O que dizer? Nego, óbvia e simplesmente, a necessidade (imperativa, segundo o filósofo!) de um “receptor sensível” (!) para “ler” a “informação” do Universo. O insipiente autor destas alegadas provas está, na verdade, aplicando um reducionismo grosseiro ao problema – no caso, reduzindo a existência à matéria e pressupondo a necessidade de um sensor material para se conhecer a matéria. Isto não é, absolutamente, uma prova, e sim uma petição de princípio: que não exista uma Inteligência imaterial está já contido na premissa adoptada pelo estulto de que é necessário haver receptores sensíveis para que haja possibilidade de conhecimento do Universo.

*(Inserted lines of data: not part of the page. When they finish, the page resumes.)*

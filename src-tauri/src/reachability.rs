use crate::constants::REACHABILITY_TIMEOUT;
use log::{debug, warn};
use reqwest::Client;
use std::time::Duration;

/// Whether `url` answers at all within the default timeout.
pub async fn is_reachable(url: &str) -> bool {
    is_reachable_within(url, REACHABILITY_TIMEOUT).await
}

/// Any HTTP response counts, whatever its status. Connect failures and
/// timeouts do not.
pub async fn is_reachable_within(url: &str, timeout: Duration) -> bool {
    let client = match Client::builder().timeout(timeout).build() {
        Ok(client) => client,
        Err(e) => {
            warn!("[Network] Failed to create HTTP client: {}", e);
            return false;
        }
    };

    match client
        .head(url)
        .header("User-Agent", "mk48desktop/0.1")
        .send()
        .await
    {
        Ok(response) => {
            debug!("[Network] {} answered HTTP {}", url, response.status().as_u16());
            true
        }
        Err(e) => {
            if e.is_timeout() {
                warn!("[Network] {} timed out after {:?}", url, timeout);
            } else if e.is_connect() {
                warn!("[Network] Failed to connect to {}", url);
            } else {
                warn!("[Network] {} is unreachable: {}", url, e);
            }
            false
        }
    }
}

#[cfg(test)]
mod tests {
    use super::*;
    use std::io::{Read, Write};
    use std::net::TcpListener;
    use std::thread;

    fn serve_once(response: &'static str) -> String {
        let listener = TcpListener::bind("127.0.0.1:0").unwrap();
        let addr = listener.local_addr().unwrap();
        thread::spawn(move || {
            if let Ok((mut stream, _)) = listener.accept() {
                let mut buf = [0u8; 1024];
                let _ = stream.read(&mut buf);
                let _ = stream.write_all(response.as_bytes());
            }
        });
        format!("http://{}/", addr)
    }

    #[tokio::test]
    async fn test_any_status_is_reachable() {
        let url = serve_once("HTTP/1.1 404 Not Found\r\nContent-Length: 0\r\nConnection: close\r\n\r\n");
        assert!(is_reachable_within(&url, Duration::from_secs(5)).await);
    }

    #[tokio::test]
    async fn test_refused_connection_is_unreachable() {
        let addr = {
            let listener = TcpListener::bind("127.0.0.1:0").unwrap();
            listener.local_addr().unwrap()
        };
        let url = format!("http://{}/", addr);
        assert!(!is_reachable_within(&url, Duration::from_secs(5)).await);
    }

    #[tokio::test]
    async fn test_invalid_url_is_unreachable() {
        assert!(!is_reachable_within("not a url", Duration::from_secs(1)).await);
    }
}
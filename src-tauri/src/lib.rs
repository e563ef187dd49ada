pub mod constants;
pub mod error;
pub mod injector;
pub mod page;
pub mod presence;
pub mod reachability;
pub mod settings;
pub mod window;

use chrono::{DateTime, Utc};
use discord_rich_presence::{DiscordIpc, DiscordIpcClient};
use log::{info, warn};
use page::PageBridge;
use std::path::PathBuf;
use std::sync::Mutex;
use tauri::Manager;
use tokio::sync::watch;
use tokio_util::sync::CancellationToken;

/// Everything the window and presence tasks share for the app's lifetime.
///
/// The window itself is not held here; it is looked up by label when needed
/// and may be gone at any time.
pub struct AppContext {
    pub bridge: PageBridge,
    pub presence: Mutex<Option<DiscordIpcClient>>,
    pub started_at: DateTime<Utc>,
    pub script_paths: Vec<PathBuf>,
    /// Flips to true once the game page has been navigated to
    pub page_loaded: watch::Sender<bool>,
    pub shutdown: CancellationToken,
}

impl AppContext {
    pub fn new(script_paths: Vec<PathBuf>) -> Self {
        AppContext {
            bridge: PageBridge::new(),
            presence: Mutex::new(None),
            started_at: Utc::now(),
            script_paths,
            page_loaded: watch::Sender::new(false),
            shutdown: CancellationToken::new(),
        }
    }

    /// Stops pending timers and closes the presence connection.
    fn tear_down(&self) {
        self.shutdown.cancel();

        let client = match self.presence.lock() {
            Ok(mut guard) => guard.take(),
            Err(poisoned) => poisoned.into_inner().take(),
        };
        if let Some(mut client) = client {
            match client.close() {
                Ok(()) => info!("[Discord] Disconnected from Discord RPC"),
                Err(e) => warn!("[Discord] Failed to disconnect from Discord: {}", e),
            }
        }
    }
}

#[cfg_attr(mobile, tauri::mobile_entry_point)]
pub fn run() {
    env_logger::Builder::from_env(env_logger::Env::default().default_filter_or("info")).init();

    tauri::Builder::default()
        .plugin(tauri_plugin_dialog::init())
        .manage(AppContext::new(injector::script_paths_from_env()))
        .invoke_handler(tauri::generate_handler![page::page_eval_settled])
        .setup(|app| {
            window::create_window(app.handle())?;
            presence::spawn(app.handle().clone());
            Ok(())
        })
        .build(tauri::generate_context!())
        .expect("error while building tauri application")
        .run(|app, event| match event {
            #[cfg(target_os = "macos")]
            tauri::RunEvent::Reopen { .. } => {
                // Dock click with no windows open
                if app.webview_windows().is_empty() {
                    if let Err(e) = window::create_window(app) {
                        log::error!("[Window] Failed to recreate window: {}", e);
                    }
                }
            }
            tauri::RunEvent::ExitRequested { code, api, .. } => {
                // `code` is None when the last window closed on its own
                if code.is_none() && window::keep_alive_without_windows() {
                    api.prevent_exit();
                }
            }
            tauri::RunEvent::Exit => app.state::<AppContext>().tear_down(),
            _ => {}
        });
}
//! PostgreSQL persistence adapters using Diesel.
//!
//! Each repository is a thin translation layer between row structs and domain
//! values. Row types (`models.rs`) and the table definitions (`schema.rs`)
//! never leave this module. Connections come from a `bb8` pool driven by
//! `diesel-async`.
//!
//! ```ignore
//! use blog::outbound::persistence::{DbPool, DieselPostRepository, PoolConfig};
//!
//! let pool = DbPool::new(PoolConfig::new("postgres://localhost/blog")).await?;
//! let posts = DieselPostRepository::new(pool);
//! ```

mod diesel_basic_error_mapping;
mod diesel_comment_repository;
mod diesel_follow_repository;
mod diesel_group_repository;
mod diesel_helpers;
mod diesel_login_service;
mod diesel_post_repository;
mod diesel_user_repository;
mod migrations;
mod models;
mod pool;
mod schema;

pub use diesel_comment_repository::DieselCommentRepository;
pub use diesel_follow_repository::DieselFollowRepository;
pub use diesel_group_repository::DieselGroupRepository;
pub use diesel_login_service::DieselLoginService;
pub use diesel_post_repository::DieselPostRepository;
pub use diesel_user_repository::DieselUserRepository;
pub use migrations::run_pending_migrations;
pub use pool::{DbPool, PoolConfig, PoolError};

Naturalmente, os crentes negam esta premissa estapafúrdia.

É talvez com relação à Onipresença que o argumento pode impressionar um pouco, mas ele padece do mesmo vício acima apontado. Diz o ignorante: «Nenhuma presença que não pode ser traduzida, experimentada, efetivada em algum tipo de matéria, que não assuma uma corporalidade material, que não ocupe algum lugar no espaço – ainda mais supostamente presente em todo o espaço – pode ser detectada e interagir neste universo».

Percebam o salto lógico: de “não pode ser detectada” (coisa com a qual naturalmente concordamos, se “detectada” estiver no sentido de “detectada por meio de instrumentos de medição”), o ateu passa imediatamente para “não existe”! Isto, sim, é um primor de lógica. De novo a petição de princípio: prove primeiro o estulto ateu que não existe o que não pode ser detectado, para só depois vir falar em “provas” sobre o que quer que seja.

Na verdade, Deus é Onipresente não de presença material (óbvio, posto que senão cairíamos no panteísmo), mas de presença enquanto causa do ser das coisas que existem, “como o agente está presente no que faz” (Summa Ia, q. 8 – o ignorante ateu faria bem em ler ao menos esta questão da Summa antes de vir falar em onipresença “física”!). Deus não apenas cria o Universo como também o mantém na existência – e é neste sentido que Deus é Onipresente. Aliás, com um materialismo destes, espanta (positivamente!) que o autor do texto em análise não tenha “refutado” a Onipotência Divina com o exemplo do terrível embate entre as meias Vivarina e as facas Ginsu

2. «Porque (sic) um deus “onisciente, onipotente, onipresente, transcendental, imaterial, atemporal, pessoal e necessário” não é, afinal, auto-evidente?»

O que o ateu entende por “auto-evidente”? Parece ser “aquilo sobre o qual ninguém discorda”, o que é uma definição evidentemente errônea, visto que (principalmente nos dias de hoje!) não existe rigorosamente nada com o qual todo o mundo concorde.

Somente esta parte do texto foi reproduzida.